Rossi, blinded with his tears, took a step into the loggia, and in a low voice, very soft and tremulous, as if trying not to startle her, he cried:

"Roma!"

She raised herself, turned, saw him, and rose to her feet. Without a word he opened his arms to her, and with a little frightened cry she fell into them and was folded to his breast.



IX

It was ten days later. Rossi had surrendered to Parliament, but Parliament had declined to order his arrest. Then he had called for the liberation of Roma, but Roma had neither been liberated nor removed. "It will not be necessary," was the report of the doctor at the Castle to the officers of the Prefetura. The great liberator and remover was on his way.

At Rossi's request Dr. Fedi had been called in, and he had diagnosed the case exactly. Roma was suffering from an internal disease, which was probably hereditary, but certainly incurable. Strain and anxiety had developed it earlier in life than usual, but in any case it must have come.

At first Rossi rebelled with all his soul and strength. To go through this long and fierce fight with life, and to come out victorious, and then, when all seemed to promise peace and a kind of tempered happiness, to be met by Death—the unconquerable, the inevitable—it was terrible, it was awful!

He called in specialists; talked of a change of air; even brought himself, when he was far enough away from Roma, to the length of suggesting an operation. The doctors shook their heads. At last he bowed his own head. His bride-wife must leave him. He must live on without her.

Meantime Roma was cheerful, and at moments even gay. Her gaiety was heart-breaking. Blinding bouts of headache were her besetting trouble, but only by the moist red eyes did any one know anything about that. When people asked her how she felt, she told them whatever she thought they wished to hear. It brought a look of relief to their faces, and that made her very happy.

With Rossi, during these ten days, she had carried on the fiction that she was getting better. This was to break the news to him, and he on his part, to break the news to her, had pretended to believe the story. They made Elena help the little artifice, and even engaged the doctors in their mutual deception.

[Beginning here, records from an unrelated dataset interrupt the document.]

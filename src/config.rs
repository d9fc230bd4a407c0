use std::path::{Path, PathBuf};

use serde::{Deserialize, Serialize};
use thiserror::Error;

use crate::data::loader::LoadOptions;
use crate::data::model::MeasurementKind;

/// Environment variable pointing at a config file.
pub const CONFIG_ENV: &str = "THERMOTRACE_CONFIG";
/// Config file looked up in the working directory when the variable is unset.
pub const CONFIG_FILE: &str = "thermotrace.json";

#[derive(Error, Debug)]
pub enum ConfigError {
    #[error("reading config {path}: {source}")]
    Io {
        path: PathBuf,
        #[source]
        source: std::io::Error,
    },
    #[error("parsing config {path}: {source}")]
    Parse {
        path: PathBuf,
        #[source]
        source: serde_json::Error,
    },
    #[error("invalid config: {0}")]
    Invalid(String),
}

/// A file opened at start-up.
#[derive(Debug, Clone, PartialEq, Serialize, Deserialize)]
pub struct DatasetEntry {
    pub path: PathBuf,
    #[serde(default)]
    pub kind: Option<MeasurementKind>,
    #[serde(default)]
    pub time_column: Option<String>,
    #[serde(default)]
    pub value_column: Option<String>,
    #[serde(default)]
    pub group_column: Option<String>,
    /// Whether the chart shares the pointer query with other synchronized charts.
    #[serde(default = "default_true")]
    pub synchronized: bool,
}

impl DatasetEntry {
    pub fn new(path: impl Into<PathBuf>, kind: MeasurementKind, synchronized: bool) -> Self {
        DatasetEntry {
            path: path.into(),
            kind: Some(kind),
            time_column: None,
            value_column: None,
            group_column: None,
            synchronized,
        }
    }

    pub fn load_options(&self) -> LoadOptions {
        LoadOptions {
            kind: self.kind,
            time_column: self.time_column.clone(),
            value_column: self.value_column.clone(),
            group_column: self.group_column.clone(),
        }
    }
}

fn default_true() -> bool {
    true
}

#[derive(Debug, Clone, PartialEq, Serialize, Deserialize)]
#[serde(default)]
pub struct ViewerConfig {
    pub datasets: Vec<DatasetEntry>,
    pub minutes_per_day: f64,
    /// Fraction of the series extent added on each side when zooming to it.
    pub zoom_padding: f64,
    pub show_group_means: bool,
    pub window_size: [f32; 2],
}

impl Default for ViewerConfig {
    fn default() -> Self {
        Self {
            datasets: vec![
                DatasetEntry::new("data/export_error.csv", MeasurementKind::Error, true),
                DatasetEntry::new("data/cum_err.csv", MeasurementKind::CumulativeError, true),
                DatasetEntry::new("data/allfirstday.csv", MeasurementKind::Temperature, false),
            ],
            minutes_per_day: 1440.0,
            zoom_padding: 0.05,
            show_group_means: true,
            window_size: [1200.0, 800.0],
        }
    }
}

impl ViewerConfig {
    /// Read and validate a config file. Relative dataset paths resolve
    /// against the config file's directory.
    pub fn from_path(path: &Path) -> Result<Self, ConfigError> {
        let text = std::fs::read_to_string(path).map_err(|source| ConfigError::Io {
            path: path.to_path_buf(),
            source,
        })?;
        let mut config: ViewerConfig =
            serde_json::from_str(&text).map_err(|source| ConfigError::Parse {
                path: path.to_path_buf(),
                source,
            })?;
        config.validate()?;

        if let Some(base) = path.parent() {
            for entry in &mut config.datasets {
                if entry.path.is_relative() {
                    entry.path = base.join(&entry.path);
                }
            }
        }
        Ok(config)
    }

    fn validate(&self) -> Result<(), ConfigError> {
        if !(self.minutes_per_day.is_finite() && self.minutes_per_day > 0.0) {
            return Err(ConfigError::Invalid(format!(
                "minutes_per_day must be positive, got {}",
                self.minutes_per_day
            )));
        }
        if !(0.0..1.0).contains(&self.zoom_padding) {
            return Err(ConfigError::Invalid(format!(
                "zoom_padding must be in [0, 1), got {}",
                self.zoom_padding
            )));
        }
        Ok(())
    }

    /// Config from `$THERMOTRACE_CONFIG`, else `./thermotrace.json`, else
    /// defaults. A broken file is logged and ignored.
    pub fn discover() -> Self {
        let path = std::env::var_os(CONFIG_ENV)
            .map(PathBuf::from)
            .unwrap_or_else(|| PathBuf::from(CONFIG_FILE));

        if !path.exists() {
            log::debug!("no config at {}, using defaults", path.display());
            return Self::default();
        }
        match Self::from_path(&path) {
            Ok(config) => {
                log::info!("loaded config from {}", path.display());
                config
            }
            Err(e) => {
                log::warn!("{e}; using defaults");
                Self::default()
            }
        }
    }
}
// Enrollee module - a device undergoing easy setup and its lifecycle state machine

pub mod session;
pub mod state_machine;
pub mod types;

pub use session::{EnrolleeSession, SessionSnapshot};
pub use state_machine::{EnrolleeEvent, EnrolleeStateMachine};
pub use types::{
    ConnectivityType, EnrolleeState, NetworkCredentials, OperationTag, PendingOperation,
    SessionHandle, SessionId,
};
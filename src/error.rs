use thiserror::Error;

use crate::enrollee::{EnrolleeEvent, EnrolleeState, SessionId};

/// Errors surfaced by the mediator to its callers.
#[derive(Debug, Error)]
pub enum EasySetupError {
    #[error("No enrollee session with id {id}")]
    SessionNotFound { id: SessionId },

    #[error("Session {id} is in state {state}, cannot {operation}")]
    InvalidState {
        id: SessionId,
        state: EnrolleeState,
        operation: &'static str,
    },

    #[error("Invalid transition from {from} with event {event:?}")]
    InvalidTransition {
        from: EnrolleeState,
        event: EnrolleeEvent,
    },

    #[error("Session limit of {limit} reached")]
    ResourceExhausted { limit: usize },

    #[error("Transport reported failure status {status_code}")]
    TransportFailure { status_code: i32 },

    #[error("Device {id} already has an active session")]
    DuplicateSession { id: SessionId },

    #[error("Invalid network credentials: {0}")]
    InvalidCredentials(String),

    #[error("Unknown connectivity type: {0}")]
    InvalidConnectivity(String),

    #[error(transparent)]
    Transport(#[from] TransportError),
}

/// Synchronous failures reported by a transport when a command is submitted.
#[derive(Debug, Clone, PartialEq, Eq, Error)]
pub enum TransportError {
    #[error("Transport rejected command (status {status_code}): {reason}")]
    Rejected { status_code: i32, reason: String },
    #[error("Transport is disconnected")]
    Disconnected,
}

impl TransportError {
    /// Status code reported to the listener when a command never made it out.
    pub fn status_code(&self) -> i32 {
        match self {
            TransportError::Rejected { status_code, .. } => *status_code,
            TransportError::Disconnected => crate::provisioning::STATUS_DISCONNECTED,
        }
    }
}

pub type Result<T, E = EasySetupError> = std::result::Result<T, E>;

"And how is my darling to-day?"

"Splendid! There's really nothing to do with me. It's true I have suffered. That's why I look so pale. But I'm better now. Elena will tell you how well I slept last night. Didn't I sleep well, Elena? Elena.... Poor Elena is going a little deaf and doesn't always speak when she is spoken to. But I'm all right, David. In fact, I'll feel no pain at all before long, and then I shall be well."

"Yes, dear, you'll feel no pain at all before long, and then you'll be well."

It was pitiful. All their words seemed to be laden with double meanings. They could find none that were not.

But the time had come when Roma resolved she must speak plainly. Rossi had lifted her into the loggia. He did so every day, carrying her, not on his arm as a woman carries a child, but against his breast, as a man carries his wife when he loves her. She always put her arms around his neck, pretending it was necessary for her safety, and when he had laid her gently in the bed-chair she pulled down his head and kissed him. The two little journeys were the delight of the day to Roma, but to Rossi they were a deepening trouble.